Court Dashes Teens’ Hopes, Says Suit Can’t Force Climate Action by Government
Climate change should be addressed by Congress and the electorate, not the courts, a federal appeals panel ruled in ending a lawsuit brought on behalf of young people who sought to force the government to draw up a plan to phase out fossil fuel emissions.
In a split decision Friday, the U.S. Court of Appeals in San Francisco agreed the 21 young people who sued presented compelling evidence that climate change is bringing “eve of destruction” nearer, but said it was beyond its power to order a remedial plan.
“Any effective plan would necessarily require a host of complex policy decisions entrusted to the wisdom and discretion of the executive and legislative branches,” the majority on the panel said.
The novel litigation filed in 2015 during the Obama administration had survived longer than most experts expected. Arguing that the government hasn’t done enough to protect future generations from global warming, the group of teens claimed they’ve been deprived of their constitutional right to a livable climate.
U.S. Circuit Court Judge Josephine L. Staton dissented, accusing her colleagues of throwing up their hands in the face of a calamity.
“It is as if an asteroid were barreling toward Earth and the government decided to shut down our only defenses,” Staton wrote. “Seeking to quash this suit, the government bluntly insists that it has the absolute and unreviewable power to destroy the nation.”
Philip Gregory, a lawyer representing the young people, said in a phone interview that his clients plan to immediately seek a rehearing before a full appeals court.
“Given the urgency of climate change, we’re going to get this matter before the full 9th Circuit as quickly as possible,” he said.
The majority and dissenting opinions both recognized his clients had submitted sufficient evidence to show injuries and that the federal government caused them, Gregory said.
“The only thing the majority found against us is that the federal courts can do nothing about a constitutional injury.”
The majority said that the court can’t “order, design, supervise or implement” the teens’ proposed remedies, and that they lacked legal “standing” to sue under Article III of the Constitution, which sets out the powers of the judicial branch.
“As the court recognized, Article III of the Constitution’s standing requirement is a vital limitation on the power of the federal courts,” Assistant Attorney General Jeffrey Bossert Clark of the Justice Department’s Environment division said in a statement. “This suit fell squarely outside the parameters of Article III.”
The ruling was also welcomed by the libertarian-leaning Competitive Enterprise Institute.

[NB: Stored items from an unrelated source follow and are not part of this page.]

//! # rename 命令实现
//!
//! 批量规范化以 14 位时间戳开头的文件和文件夹名称。
//!
//! ## 功能
//! - 扫描目录（可递归）
//! - 逐项规划并执行重命名，实时输出每项结果
//! - 打印汇总表格，可选写出 CSV 报告
//!
//! ## 依赖关系
//! - 使用 `cli/rename.rs` 定义的参数
//! - 使用 `batch/`
//! - 使用 `utils/output.rs`, `utils/progress.rs`

use crate::batch::{BatchResult, BatchRunner, TreeCollector};
use crate::cli::rename::RenameArgs;
use crate::error::{Result, StampError};
use crate::models::{Decision, ItemKind, OutcomeStatus, RenameOutcome};
use crate::utils::{output, progress};

use serde::Serialize;
use std::path::Path;
use tabled::{Table, Tabled};

/// 汇总表格行
#[derive(Debug, Clone, Tabled)]
struct SummaryRow {
    #[tabled(rename = "Status")]
    status: &'static str,
    #[tabled(rename = "Count")]
    count: usize,
}

/// CSV 报告行
#[derive(Debug, Serialize)]
struct ReportRow {
    status: OutcomeStatus,
    kind: ItemKind,
    path: String,
    new_name: String,
    message: String,
}

/// CSV 报告表头，与 `ReportRow` 字段顺序一致
const REPORT_HEADER: [&str; 5] = ["status", "kind", "path", "new_name", "message"];

/// 执行 rename 命令
pub fn execute(args: RenameArgs) -> Result<()> {
    output::print_header("Normalizing Timestamp Names");

    let patterns = args.patterns.build()?;
    let collector = TreeCollector::new(args.dir.clone())
        .recursive(args.recursive)
        .exclude(&args.exclude)?;

    output::print_info(&format!(
        "Processing '{}' ({})",
        args.dir.display(),
        if args.recursive { "recursive" } else { "top level only" }
    ));

    let runner = BatchRunner::new(collector, patterns);
    let spinner = progress::create_spinner("Renaming...");

    let result = runner.run(|outcome| {
        spinner.suspend(|| print_outcome(outcome, &args.dir, args.quiet));
        spinner.inc(1);
    });

    spinner.finish_and_clear();
    let result = result?;

    // 目录为空时也写出报告（只有表头）
    if let Some(ref report) = args.report {
        write_report(&result, &args.dir, report)?;
        output::print_success(&format!("Report saved to '{}'", report.display()));
    }

    if result.total() == 0 {
        output::print_warning(&format!("No entries found under {}", args.dir.display()));
        return Ok(());
    }

    print_summary(&result);

    if result.has_failures() {
        output::print_warning(&format!(
            "{} entr{} could not be renamed. Please review errors above.",
            result.failed,
            if result.failed == 1 { "y" } else { "ies" }
        ));
    }

    output::print_done(&format!(
        "Renamed {} of {} entries",
        result.applied,
        result.total()
    ));

    Ok(())
}

/// 相对根目录的显示路径
fn display_path(outcome: &RenameOutcome, root: &Path) -> String {
    let path = &outcome.plan.item.full_path;
    path.strip_prefix(root)
        .unwrap_or(path)
        .display()
        .to_string()
}

/// 结果说明：忽略原因、冲突目标或错误信息
fn describe(outcome: &RenameOutcome) -> String {
    match outcome.plan.decision {
        Decision::Ignore(reason) => reason.to_string(),
        Decision::SkipUnchanged => "already canonical".to_string(),
        Decision::SkipCollision => format!("{} already exists", outcome.plan.new_name),
        Decision::Apply => outcome.error.clone().unwrap_or_default(),
    }
}

/// 是否输出该结果：--quiet 只隐藏已符合规则和被忽略的条目
fn is_visible(status: OutcomeStatus, quiet: bool) -> bool {
    match status {
        OutcomeStatus::SkipUnchanged | OutcomeStatus::Ignored => !quiet,
        OutcomeStatus::Applied | OutcomeStatus::SkipCollision | OutcomeStatus::Failed => true,
    }
}

/// 输出单项结果
fn print_outcome(outcome: &RenameOutcome, root: &Path, quiet: bool) {
    let status = outcome.status();
    if !is_visible(status, quiet) {
        return;
    }

    let kind = outcome.plan.item.kind;
    let path = display_path(outcome, root);

    match status {
        OutcomeStatus::Applied => {
            output::print_rename(&format!("[{}] {}", kind, path), &outcome.plan.new_name)
        }
        OutcomeStatus::SkipCollision => {
            output::print_skip(&format!("[{}] {} -> {}", kind, path, describe(outcome)))
        }
        OutcomeStatus::Failed => {
            output::print_error(&format!("[{}] {}: {}", kind, path, describe(outcome)))
        }
        OutcomeStatus::SkipUnchanged => {
            output::print_skip(&format!("[{}] {} ({})", kind, path, describe(outcome)))
        }
        OutcomeStatus::Ignored => {
            output::print_ignore(&format!("[{}] {} ({})", kind, path, describe(outcome)))
        }
    }
}

/// 打印汇总表格
fn print_summary(result: &BatchResult) {
    let rows = vec![
        SummaryRow {
            status: "Renamed",
            count: result.applied,
        },
        SummaryRow {
            status: "Already canonical",
            count: result.unchanged,
        },
        SummaryRow {
            status: "Target exists",
            count: result.collisions,
        },
        SummaryRow {
            status: "Ignored",
            count: result.ignored,
        },
        SummaryRow {
            status: "Failed",
            count: result.failed,
        },
    ];

    println!();
    println!("{}", Table::new(&rows));
    println!();
}

/// 写出 CSV 报告
fn write_report(result: &BatchResult, root: &Path, output_path: &Path) -> Result<()> {
    let mut wtr = csv::Writer::from_path(output_path)?;

    // serialize 只在写第一行记录时附带表头
    if result.outcomes.is_empty() {
        wtr.write_record(REPORT_HEADER)?;
    }

    for outcome in &result.outcomes {
        wtr.serialize(ReportRow {
            status: outcome.status(),
            kind: outcome.plan.item.kind,
            path: display_path(outcome, root),
            new_name: outcome.plan.new_name.clone(),
            message: describe(outcome),
        })?;
    }

    wtr.flush().map_err(|e| StampError::FileWriteError {
        path: output_path.display().to_string(),
        source: e,
    })?;

    Ok(())
}
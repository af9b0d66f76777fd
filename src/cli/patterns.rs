//! # 共享的模式参数
//!
//! `rename` 与 `canon` 共用的模式覆盖参数，也可以从环境变量读取。
//!
//! ## 依赖关系
//! - 被 `cli/rename.rs`, `cli/canon.rs` 使用
//! - 由 `commands/` 转换为 `patterns::PatternSet`

use crate::error::Result;
use crate::patterns::{PatternSet, DEFAULT_FILE_PATTERN, DEFAULT_FOLDER_PATTERN};

use clap::Args;

/// 文件/文件夹名称模式
#[derive(Args, Debug, Clone)]
pub struct PatternArgs {
    /// Regex for file names; needs named groups `stamp` and `ext`
    #[arg(long, env = "STAMPNAME_FILE_PATTERN", default_value = DEFAULT_FILE_PATTERN)]
    pub file_pattern: String,

    /// Regex for folder names; needs `stamp` and `label`, optional `extra` is dropped
    #[arg(long, env = "STAMPNAME_FOLDER_PATTERN", default_value = DEFAULT_FOLDER_PATTERN)]
    pub folder_pattern: String,
}

impl PatternArgs {
    /// 编译为模式集合
    pub fn build(&self) -> Result<PatternSet> {
        PatternSet::new(&self.file_pattern, &self.folder_pattern)
    }
}
//! # 批量执行器
//!
//! 串联收集、规划、执行三个阶段，逐个处理条目。
//!
//! ## 功能
//! - 严格按收集顺序处理：每个条目先规划再执行，后一个条目的冲突检查
//!   能看到前一个条目的改名结果
//! - 单个条目失败不中断批处理
//! - 结果统计与完整的结果列表
//!
//! ## 依赖关系
//! - 被 `commands/rename.rs` 调用
//! - 使用 `batch/collector.rs`, `batch/planner.rs`, `batch/executor.rs`

use super::collector::TreeCollector;
use super::executor;
use super::planner::RenamePlanner;
use crate::error::Result;
use crate::models::{CandidateItem, OutcomeStatus, RenameOutcome};
use crate::patterns::PatternSet;

/// 批量处理结果统计
#[derive(Debug, Default)]
pub struct BatchResult {
    /// 已改名数量
    pub applied: usize,
    /// 已符合规则数量
    pub unchanged: usize,
    /// 目标冲突数量
    pub collisions: usize,
    /// 不匹配数量
    pub ignored: usize,
    /// 失败数量
    pub failed: usize,
    /// 按处理顺序排列的全部结果
    pub outcomes: Vec<RenameOutcome>,
}

impl BatchResult {
    /// 合并处理结果
    pub fn merge(&mut self, outcome: RenameOutcome) {
        match outcome.status() {
            OutcomeStatus::Applied => self.applied += 1,
            OutcomeStatus::SkipUnchanged => self.unchanged += 1,
            OutcomeStatus::SkipCollision => self.collisions += 1,
            OutcomeStatus::Ignored => self.ignored += 1,
            OutcomeStatus::Failed => self.failed += 1,
        }
        self.outcomes.push(outcome);
    }

    /// 总处理数量
    pub fn total(&self) -> usize {
        self.applied + self.unchanged + self.collisions + self.ignored + self.failed
    }

    pub fn has_failures(&self) -> bool {
        self.failed > 0
    }
}

/// 批量执行器
pub struct BatchRunner {
    collector: TreeCollector,
    patterns: PatternSet,
}

impl BatchRunner {
    /// 创建新的批量执行器
    pub fn new(collector: TreeCollector, patterns: PatternSet) -> Self {
        Self {
            collector,
            patterns,
        }
    }

    /// 完整流程：校验根目录 → 收集 → 逐个处理
    ///
    /// 根目录不存在时立即返回错误，不处理任何条目。
    pub fn run<F>(&self, on_outcome: F) -> Result<BatchResult>
    where
        F: FnMut(&RenameOutcome),
    {
        // collect 会先校验根目录
        let items = self.collector.collect()?;
        Ok(self.process(items, on_outcome))
    }

    /// 处理已收集的条目列表
    pub fn process<F>(&self, items: Vec<CandidateItem>, mut on_outcome: F) -> BatchResult
    where
        F: FnMut(&RenameOutcome),
    {
        let planner = RenamePlanner::new(&self.patterns);
        let mut result = BatchResult::default();

        for item in items {
            let outcome = executor::execute(planner.plan(item));
            on_outcome(&outcome);
            result.merge(outcome);
        }

        result
    }
}
//! # stampname - 时间戳文件名规范化工具
//!
//! 把以 14 位时间戳（YYYYMMDDHHMMSS）开头的文件和文件夹改成规范名称：
//! 文件保留时间戳和扩展名，文件夹保留时间戳和标签，中间多余的内容去掉。
//!
//! ## 子命令
//! - `rename` - 批量重命名目录中的条目（可递归）
//! - `canon`  - 只计算规范名称，不访问磁盘
//!
//! ## 依赖关系
//! ```text
//! main.rs
//!   ├── cli/        (命令行参数定义)
//!   ├── commands/   (命令执行逻辑)
//!   │     ├── batch/     (收集、规划、执行)
//!   │     ├── patterns   (名称模式匹配)
//!   │     └── models/    (数据模型)
//!   ├── utils/      (工具函数)
//!   └── error.rs    (错误处理)
//! ```

mod batch;
mod cli;
mod commands;
mod error;
mod models;
mod patterns;
mod utils;

use clap::Parser;
use cli::Cli;

fn main() {
    // Initialize colored output for Windows compatibility
    #[cfg(windows)]
    colored::control::set_virtual_terminal(true).ok();

    let cli = Cli::parse();

    if let Err(e) = commands::run(cli.command) {
        utils::output::print_error(&format!("{}", e));
        std::process::exit(1);
    }
}
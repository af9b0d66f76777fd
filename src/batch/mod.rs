//! # 批量重命名模块
//!
//! 规范化以 14 位时间戳开头的文件和文件夹名称。
//!
//! ## 功能
//! - 收集待处理条目（可递归，最深的先处理）
//! - 计算规范名称并决定执行/跳过/忽略
//! - 执行重命名，单项失败不影响其余条目
//!
//! ## 依赖关系
//! - 被 `commands/rename.rs` 使用
//! - 使用 `patterns.rs`, `models/`
//! - 使用 `walkdir` 遍历目录

pub mod collector;
pub mod executor;
pub mod planner;
pub mod runner;

pub use collector::TreeCollector;
pub use runner::{BatchResult, BatchRunner};
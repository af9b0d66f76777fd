//! # 条目收集器
//!
//! 扫描根目录，收集待处理的文件和文件夹。
//!
//! ## 功能
//! - 非递归：只列出根目录的直接子项
//! - 递归：遍历整棵子树，按深度降序排列（最深的先处理），
//!   保证祖先目录改名时其后代已处理完毕
//! - 固定过滤系统元数据文件，另支持 glob 排除
//! - 同层按名称字典序排列，结果与平台的目录列举顺序无关
//!
//! ## 依赖关系
//! - 被 `batch/runner.rs` 和 `commands/rename.rs` 调用
//! - 使用 `walkdir` 遍历目录，`glob` 匹配排除规则

use crate::error::{Result, StampError};
use crate::models::{CandidateItem, ItemKind};

use std::cmp::Reverse;
use std::path::PathBuf;
use walkdir::WalkDir;

/// 始终跳过的系统元数据文件
pub const SYSTEM_ENTRIES: &[&str] = &[".DS_Store", "Thumbs.db", "desktop.ini"];

/// 条目收集器
#[derive(Debug, Clone)]
pub struct TreeCollector {
    /// 根目录
    root: PathBuf,
    /// 是否递归
    recursive: bool,
    /// 额外排除的名称模式
    excludes: Vec<glob::Pattern>,
}

impl TreeCollector {
    /// 创建新的收集器
    pub fn new(root: PathBuf) -> Self {
        Self {
            root,
            recursive: false,
            excludes: Vec::new(),
        }
    }

    /// 设置是否递归搜索
    pub fn recursive(mut self, recursive: bool) -> Self {
        self.recursive = recursive;
        self
    }

    /// 设置排除模式（匹配条目名称，不匹配路径）
    pub fn exclude(mut self, patterns: &[String]) -> Result<Self> {
        for pattern in patterns {
            let compiled = glob::Pattern::new(pattern).map_err(|e| {
                StampError::InvalidArgument(format!(
                    "Invalid exclude pattern '{}': {}",
                    pattern, e
                ))
            })?;
            self.excludes.push(compiled);
        }
        Ok(self)
    }

    /// 检查根目录是否存在且为目录
    pub fn validate(&self) -> Result<()> {
        if !self.root.exists() {
            return Err(StampError::DirectoryNotFound {
                path: self.root.display().to_string(),
            });
        }
        if !self.root.is_dir() {
            return Err(StampError::NotADirectory {
                path: self.root.display().to_string(),
            });
        }
        Ok(())
    }

    /// 收集所有候选条目（只读，不修改文件系统）
    pub fn collect(&self) -> Result<Vec<CandidateItem>> {
        self.validate()?;

        let max_depth = if self.recursive { usize::MAX } else { 1 };
        let walker = WalkDir::new(&self.root).min_depth(1).max_depth(max_depth);

        let mut items = Vec::new();
        for entry in walker {
            let entry = match entry {
                Ok(entry) => entry,
                // 根目录本身不可读时 depth 为 0，直接报错；更深的条目跳过
                Err(e) if e.depth() == 0 => {
                    return Err(StampError::DirectoryReadError {
                        path: self.root.display().to_string(),
                        source: e.into(),
                    });
                }
                Err(_) => continue,
            };

            if self.is_excluded(&entry.file_name().to_string_lossy()) {
                continue;
            }

            // 跟随符号链接判断类型，与 stat 语义一致
            let path = entry.into_path();
            let kind = if path.is_dir() {
                ItemKind::Folder
            } else {
                ItemKind::File
            };
            items.push(CandidateItem::new(kind, path));
        }

        if self.recursive {
            items.sort_by(|a, b| {
                (Reverse(a.depth()), &a.full_path).cmp(&(Reverse(b.depth()), &b.full_path))
            });
        } else {
            items.sort_by(|a, b| a.original_name.cmp(&b.original_name));
        }

        Ok(items)
    }

    fn is_excluded(&self, name: &str) -> bool {
        SYSTEM_ENTRIES.contains(&name) || self.excludes.iter().any(|p| p.matches(name))
    }
}
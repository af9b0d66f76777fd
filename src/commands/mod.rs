//! # 命令执行模块
//!
//! 实现各子命令的业务逻辑。
//!
//! ## 依赖关系
//! - 被 `main.rs` 调用
//! - 使用 `cli/`, `batch/`, `patterns.rs`, `utils/`
//! - 子模块: rename, canon

pub mod canon;
pub mod rename;

use crate::cli::Commands;
use crate::error::Result;

/// 执行命令
pub fn run(cmd: Commands) -> Result<()> {
    match cmd {
        Commands::Rename(args) => rename::execute(args),
        Commands::Canon(args) => canon::execute(args),
    }
}
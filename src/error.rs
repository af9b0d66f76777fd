//! # 统一错误处理模块
//!
//! 定义 stampname 的所有错误类型，使用 `thiserror` 派生。
//!
//! 单个条目的重命名失败不会中断批处理：执行器把 `RenameFailed` /
//! `TargetExists` 渲染为文本写入结果记录，其余变体才会终止命令。
//!
//! ## 依赖关系
//! - 被所有其他模块使用
//! - 无外部模块依赖

use thiserror::Error;

/// stampname 统一错误类型
#[derive(Error, Debug)]
pub enum StampError {
    // ─────────────────────────────────────────────────────────────
    // 路径错误
    // ─────────────────────────────────────────────────────────────
    #[error("Directory not found: {path}")]
    DirectoryNotFound { path: String },

    #[error("Not a directory: {path}")]
    NotADirectory { path: String },

    #[error("Failed to read directory: {path}")]
    DirectoryReadError {
        path: String,
        #[source]
        source: std::io::Error,
    },

    #[error("Failed to write file: {path}")]
    FileWriteError {
        path: String,
        #[source]
        source: std::io::Error,
    },

    // ─────────────────────────────────────────────────────────────
    // 重命名错误（按条目记录，不中断批处理）
    // ─────────────────────────────────────────────────────────────
    #[error("Failed to rename {from} -> {to}: {source}")]
    RenameFailed {
        from: String,
        to: String,
        #[source]
        source: std::io::Error,
    },

    #[error("Target already exists: {path}")]
    TargetExists { path: String },

    // ─────────────────────────────────────────────────────────────
    // 模式错误
    // ─────────────────────────────────────────────────────────────
    #[error("Invalid {kind} pattern '{pattern}'\nReason: {reason}")]
    InvalidPattern {
        kind: String,
        pattern: String,
        reason: String,
    },

    #[error("The {kind} pattern '{pattern}' has no named group '{group}'")]
    MissingCaptureGroup {
        kind: String,
        pattern: String,
        group: String,
    },

    // ─────────────────────────────────────────────────────────────
    // 参数错误
    // ─────────────────────────────────────────────────────────────
    #[error("Invalid argument: {0}")]
    InvalidArgument(String),

    // ─────────────────────────────────────────────────────────────
    // CSV 错误
    // ─────────────────────────────────────────────────────────────
    #[error("CSV error: {0}")]
    CsvError(#[from] csv::Error),
}

/// Result 类型别名
pub type Result<T> = std::result::Result<T, StampError>;
//! # rename 子命令 CLI 定义
//!
//! 规范化目录中以 14 位时间戳开头的文件和文件夹名称
//!
//! ## 依赖关系
//! - 被 `cli/mod.rs` 使用
//! - 参数传递给 `commands/rename.rs`

use super::patterns::PatternArgs;
use clap::Args;
use std::path::PathBuf;

/// rename 子命令参数
#[derive(Args, Debug)]
pub struct RenameArgs {
    /// Directory whose entries should be renamed
    pub dir: PathBuf,

    /// Recurse into subdirectories (deepest entries are renamed first)
    #[arg(short, long, default_value_t = false)]
    pub recursive: bool,

    /// Glob for entry names to leave alone (repeatable)
    #[arg(short, long, value_name = "GLOB")]
    pub exclude: Vec<String>,

    /// Only print renames, collisions and failures
    #[arg(short, long, default_value_t = false)]
    pub quiet: bool,

    /// Write one CSV row per processed entry to this file
    #[arg(long, value_name = "CSV")]
    pub report: Option<PathBuf>,

    #[command(flatten)]
    pub patterns: PatternArgs,
}
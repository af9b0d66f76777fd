//! # 重命名规划器
//!
//! 对每个候选条目计算规范名称，并决定执行、跳过或忽略。
//!
//! ## 决策顺序
//! 1. 名称不是 UTF-8 或不匹配模式 → 忽略
//! 2. 规范名与原名相同 → 跳过（已符合规则）
//! 3. 目标路径已存在 → 跳过（绝不覆盖）
//! 4. 否则执行
//!
//! 名称相同的检查在冲突检查之前，已规范的条目不会被误报为冲突。
//!
//! ## 依赖关系
//! - 被 `batch/runner.rs` 调用
//! - 使用 `patterns.rs`, `models/`

use crate::models::{CandidateItem, Decision, IgnoreReason, RenamePlan};
use crate::patterns::PatternSet;

use std::fs;
use std::path::Path;

/// 重命名规划器
pub struct RenamePlanner<'a> {
    patterns: &'a PatternSet,
}

impl<'a> RenamePlanner<'a> {
    pub fn new(patterns: &'a PatternSet) -> Self {
        Self { patterns }
    }

    /// 生成单个条目的计划（只做一次存在性检查，不修改文件系统）
    pub fn plan(&self, item: CandidateItem) -> RenamePlan {
        if !item.has_utf8_name() {
            return Self::ignored(item, IgnoreReason::NonUtf8Name);
        }

        let matched = match self.patterns.match_name(item.kind, &item.original_name) {
            Some(m) => m,
            None => return Self::ignored(item, IgnoreReason::NoMatch),
        };

        let new_name = matched.canonical;
        let new_path = item.parent_dir.join(&new_name);

        let decision = if new_name == item.original_name {
            Decision::SkipUnchanged
        } else if path_taken(&new_path) {
            Decision::SkipCollision
        } else {
            Decision::Apply
        };

        RenamePlan {
            item,
            new_name,
            new_path,
            decision,
        }
    }

    fn ignored(item: CandidateItem, reason: IgnoreReason) -> RenamePlan {
        RenamePlan {
            new_name: item.original_name.clone(),
            new_path: item.full_path.clone(),
            item,
            decision: Decision::Ignore(reason),
        }
    }
}

/// 路径上是否已有条目（悬空的符号链接也算）
pub fn path_taken(path: &Path) -> bool {
    fs::symlink_metadata(path).is_ok()
}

“The court correctly understood that a lawsuit aimed at imposing a national plan to eliminate fossil fuel emissions and reduce atmospheric carbon dioxide would push the court far beyond its constitutional powers,” CEI General Counsel Sam Kazman said in a statement. “It would require the court to substitute its judgment for that of Congress and the administration on an unprecedented scale.”
But Josh Galperin, who lectures on environmental law at the University of Pittsburgh, called the ruling disappointing, from both a climate policy perspective and a legal one.
“We need courts to be more imaginative,” Galperin said. “That doesn’t mean taking extra-legal steps, but it does mean thinking very carefully about the role of courts rather than just throwing up their hands and saying this is not a problem for courts to resolve, let Congress deal with it.”
Supreme Court
After both the Obama and Trump administrations failed to quash the case, the U.S. Supreme Court in November said the Justice Department could again ask the appeals court in San Francisco to block the trial. The Supreme Court in July rejected a similar request to halt the lawsuit as premature but hinted at skepticism, saying the breadth of the youths’ claim was “striking.”
The case isn’t about whether climate change is real, but whether the government should have taken stronger action to curb its impact. The teens argued the U.S. Constitution confers a right to a climate system capable of sustaining human life. The government calls that “a previously unimagined constitutional right.”
The appellate judges, all appointed by President Barack Obama, agreed that the evidence left little doubt that climate change was occurring at an increasingly rapid pace and that the government had long understood the risk of fossil fuel use and increased carbon dioxide emissions. They also agreed that the government’s contribution to climate change “was not simply a result of inaction.”
However, the three judges were split on whether a federal court can resolve the plaintiffs’ claim that the government had deprived them of a “substantive constitutional right” to a climate system capable of sustaining human life.
To reduce the global consequences of climate change would require far more than a declaration that the government has violated the constitution or ordering the government to stop permitting, authorizing and subsidizing fossil fuel use, the majority said. It would require a fundamental transformation of the energy system of the U.S. or even of the entire industrial world, the judges said, referring to the testimony of the plaintiffs’ own experts.
“Any effective plan would necessarily require a host of complex policy decisions entrusted, for better or worse, to the wisdom and discretion of the executive and legislative branches,” the majority said.
The appeal is In re: USA v. USDC-ORE, U.S. Court of Appeals for the Ninth Circuit (San Francisco). The lower-court case is Juliana v. U.S.A., 15-cv-01517, U.S. District Court, District of Oregon (Eugene).